◆ WHAT TO PRODUCE: Please report, as a single number, how many lines in the entries include the string "every".

[Collected data]
· · · ·
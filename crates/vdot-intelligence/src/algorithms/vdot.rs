// ABOUTME: VDOT (VO2max running) estimation from a single performance and its numeric inverse
// ABOUTME: Forward model is closed-form; race-time prediction uses damped fixed-point iteration
//
// SPDX-License-Identifier: MIT OR Apache-2.0
// Copyright (c) 2025 Pierre Fitness Intelligence

use tracing::{debug, warn};
use vdot_core::constants::{daniels, solver};
use vdot_core::errors::{AppError, AppResult};
use vdot_core::models::{Performance, Prediction};

/// Jack Daniels VDOT estimator
///
/// Forward model:
///
/// - Oxygen cost: `VO2 = -4.60 + 0.182258 x v + 0.000104 x v²` (v in m/min)
/// - Sustainable fraction: `%VO2max = 0.8 + 0.1894393 x e^(-0.012778 t) + 0.2989558 x e^(-0.1932605 t)` (t in minutes)
/// - `VDOT = VO2 / %VO2max`
///
/// The inverse solves `VDOT(d, t) = fitness` for `t` with a fixed damping of
/// 0.5 on the residual, a 100-iteration budget, and a one-minute floor. It is
/// not a Newton step. The damping, budget, and floor are part of the contract:
/// changing them changes every prediction.
///
/// # Scientific References
///
/// - Daniels, J. & Gilbert, J. (1979). "Oxygen Power: Performance Tables for Distance Runners."
/// - Daniels, J. (2013). "Daniels' Running Formula" (3rd ed.). Human Kinetics.
pub struct VdotEstimator;

impl VdotEstimator {
    /// Oxygen cost of running at `velocity` meters per minute (ml/kg/min)
    #[must_use]
    pub fn oxygen_cost(velocity: f64) -> f64 {
        (daniels::VO2_QUADRATIC * velocity).mul_add(
            velocity,
            daniels::VO2_LINEAR.mul_add(velocity, daniels::VO2_INTERCEPT),
        )
    }

    /// Fraction of `VO2max` sustainable for an effort lasting `time_minutes`
    #[must_use]
    pub fn percent_vo2max(time_minutes: f64) -> f64 {
        daniels::PERCENT_SLOW_AMPLITUDE.mul_add(
            (-daniels::PERCENT_SLOW_RATE * time_minutes).exp(),
            daniels::PERCENT_FAST_AMPLITUDE.mul_add(
                (-daniels::PERCENT_FAST_RATE * time_minutes).exp(),
                daniels::PERCENT_BASELINE,
            ),
        )
    }

    /// Unchecked forward model shared by estimation and inversion
    fn fitness_at(distance_meters: f64, time_minutes: f64) -> f64 {
        let velocity = distance_meters / time_minutes;
        Self::oxygen_cost(velocity) / Self::percent_vo2max(time_minutes)
    }

    /// Estimate VDOT from a distance (meters) covered in `time_minutes`
    ///
    /// No plausibility range is enforced on the result; very slow efforts can
    /// produce a VDOT near or below zero.
    ///
    /// # Errors
    ///
    /// Returns `AppError::InvalidInput` if either argument is non-positive or non-finite
    ///
    /// # Example
    ///
    /// ```rust
    /// use vdot_intelligence::VdotEstimator;
    ///
    /// let vdot = VdotEstimator::estimate_fitness(10_000.0, 50.0)?; // 10K in 50:00
    /// assert!((vdot - 40.0).abs() < 0.1);
    /// # Ok::<(), vdot_core::errors::AppError>(())
    /// ```
    pub fn estimate_fitness(distance_meters: f64, time_minutes: f64) -> AppResult<f64> {
        let performance = Performance::new(distance_meters, time_minutes)?;
        Ok(Self::estimate(&performance))
    }

    /// Estimate VDOT from an already-validated performance
    #[must_use]
    pub fn estimate(performance: &Performance) -> f64 {
        Self::oxygen_cost(performance.velocity()) / Self::percent_vo2max(performance.time_minutes)
    }

    /// Predict the finishing time in minutes for `target_distance_meters`
    ///
    /// Best-effort: if the iteration budget runs out the last estimate is
    /// returned. Use [`Self::solve`] to observe convergence.
    ///
    /// # Errors
    ///
    /// Returns `AppError::InvalidInput` if the target distance is non-positive
    /// or non-finite, or if `fitness` is non-finite
    pub fn predict_time(fitness: f64, target_distance_meters: f64) -> AppResult<f64> {
        Self::solve(fitness, target_distance_meters).map(|prediction| prediction.predicted_minutes)
    }

    /// Invert the forward model for `target_distance_meters`
    ///
    /// # Errors
    ///
    /// Returns `AppError::InvalidInput` if the target distance is non-positive
    /// or non-finite, or if `fitness` is non-finite
    pub fn solve(fitness: f64, target_distance_meters: f64) -> AppResult<Prediction> {
        if !target_distance_meters.is_finite() || target_distance_meters <= 0.0 {
            return Err(AppError::invalid_input(format!(
                "Target distance must be positive, got {target_distance_meters}"
            )));
        }
        if !fitness.is_finite() {
            return Err(AppError::invalid_input(format!(
                "Fitness must be a finite number, got {fitness}"
            )));
        }

        let mut time = Self::initial_guess(fitness, target_distance_meters);

        for iteration in 0..solver::MAX_ITERATIONS {
            let residual = Self::fitness_at(target_distance_meters, time) - fitness;

            if residual.abs() < solver::CONVERGENCE_TOLERANCE {
                debug!(
                    fitness,
                    target_distance_meters,
                    predicted_minutes = time,
                    iterations = iteration,
                    "race time converged"
                );
                return Ok(Prediction {
                    target_distance_meters,
                    predicted_minutes: time,
                    iterations: iteration,
                    converged: true,
                });
            }

            // Faster than the fitness allows -> residual positive -> slow down
            time = residual.mul_add(solver::DAMPING_FACTOR, time);
            if time < solver::MIN_TIME_MINUTES {
                time = solver::MIN_TIME_MINUTES;
            }
        }

        warn!(
            fitness,
            target_distance_meters,
            predicted_minutes = time,
            "race time did not converge within {} iterations, returning best estimate",
            solver::MAX_ITERATIONS
        );

        Ok(Prediction {
            target_distance_meters,
            predicted_minutes: time,
            iterations: solver::MAX_ITERATIONS,
            converged: false,
        })
    }

    /// Starting point `d / (3 x fitness)`, floored like every later estimate
    fn initial_guess(fitness: f64, target_distance_meters: f64) -> f64 {
        let guess = target_distance_meters / (fitness * solver::INITIAL_GUESS_DIVISOR);
        if guess.is_finite() && guess >= solver::MIN_TIME_MINUTES {
            guess
        } else {
            solver::MIN_TIME_MINUTES
        }
    }
}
· · · ·
◆ SOLUTION: 2